Uma pesquisa realizada em julho mostra uma queda inédita no apoio às ações militares na Ucrânia. A aprovação, que já chegou a oitenta por cento, agora está em sessenta e seis por cento. O levantamento ouviu mais de mil e seiscentas pessoas em diversas cidades russas.

O momento atual representa o menor índice desde o início da invasão em condições metodológicas comparáveis. A pesquisa foi feita presencialmente, com uma margem de erro pequena.
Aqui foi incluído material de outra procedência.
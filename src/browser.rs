//! Small wrappers over browser APIs used by the pages.

use wasm_bindgen_futures::JsFuture;

/// `window.confirm`. Returns `false` when no window is available.
pub fn confirm(message: &str) -> bool {
    web_sys::window()
        .and_then(|w| w.confirm_with_message(message).ok())
        .unwrap_or(false)
}

/// Reads text from the system clipboard. Browsers may deny access, in which
/// case the user pastes into the dialog instead.
pub async fn read_clipboard() -> Result<String, String> {
    let window = web_sys::window().ok_or_else(|| "No window".to_string())?;
    let clipboard = window.navigator().clipboard();
    let promise: js_sys::Promise = clipboard.read_text();
    let value = JsFuture::from(promise)
        .await
        .map_err(|e| e.as_string().unwrap_or_else(|| "Clipboard unavailable".to_string()))?;
    Ok(value.as_string().unwrap_or_default())
}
O resultado anterior mais baixo, logo após o começo da guerra, utilizou um método diferente por telefone.

A estratégia ucraniana de levar a guerra para o solo russo

A mudança começou a ganhar força a partir do mês de maio. O presidente Volodymyr Zelensky anunciou a intenção de atingir alvos dentro da Rússia. Para isso, o país passou a utilizar mísseis de longo alcance e drones capazes de percorrer mais de dois mil quilômetros.

Os ataques tornaram-se quase diários, indo muito além das fronteiras do campo de batalha. Alvos logísticos e econômicos, como depósitos da gigante do comércio online Wildberries, foram atingidos. Essa plataforma é amplamente usada pela classe média russa, equivalente a uma Amazon local.

O impacto dessas ações vai além dos números estratégicos e atinge o cotidiano das pessoas. Filas em postos de gasolina com cotas reduzidas se tornaram comuns, especialmente em Moscou. A escassez de combustível gerou uma corrida inflacionária no preço dos combustíveis no meio do ano.

O custo humano e as preocupações do cidadão comum

O conflito também tem um preço humano que vem aumentando. O número de vítimas civis registrou seu maior patamar desde o primeiro mês da guerra. Embora a maioria das mortes ocorra na Ucrânia, civis russos também foram afetados pelos ataques recentes.

Em mensagens, cidadãos expressam o descontentamento com a situação. Um engenheiro de Moscou relatou a dificuldade para encher o tanque do carro. Ele destacou que muitos dos que vão para a frente de batalha são de regiões pobres, atraídos pelos contratos de trabalho militar.

Quando questionados espontaneamente sobre os maiores problemas dos últimos meses, os russos foram claros. Os ataques em si foram a questão mais citada, seguida de perto pela crise do combustível. Problemas com entregas da Wildberries e a operação militar também apareceram com destaque.

A popularidade de Putin e a percepção sobre a guerra

A aprovação do presidente Vladimir Putin também sofreu um pequeno arranhão com a crise atual. Seu índice caiu alguns pontos, embora ainda permaneça em um patamar considerado alto para padrões ocidentais. O sistema de poder que ele comanda, no entanto, segue sólido e sem ameaças imediatas.

Outros dados da pesquisa trazem más notícias para o discurso oficial do Kremlin. Apenas metade da população acredita que a guerra está sendo um sucesso para a Rússia. Esse número caiu dezenove pontos em um ano, enquanto a visão de que é um fracasso aumentou consideravelmente.

A narrativa sobre os responsáveis pelo conflito, porém, ainda encontra eco. Um terço dos russos culpa a União Europeia pela guerra, enquanto apenas dez por cento citam a própria Rússia. A maioria da população defende o início de negociações de paz, mas rejeita fazer concessões territoriais à Ucrânia.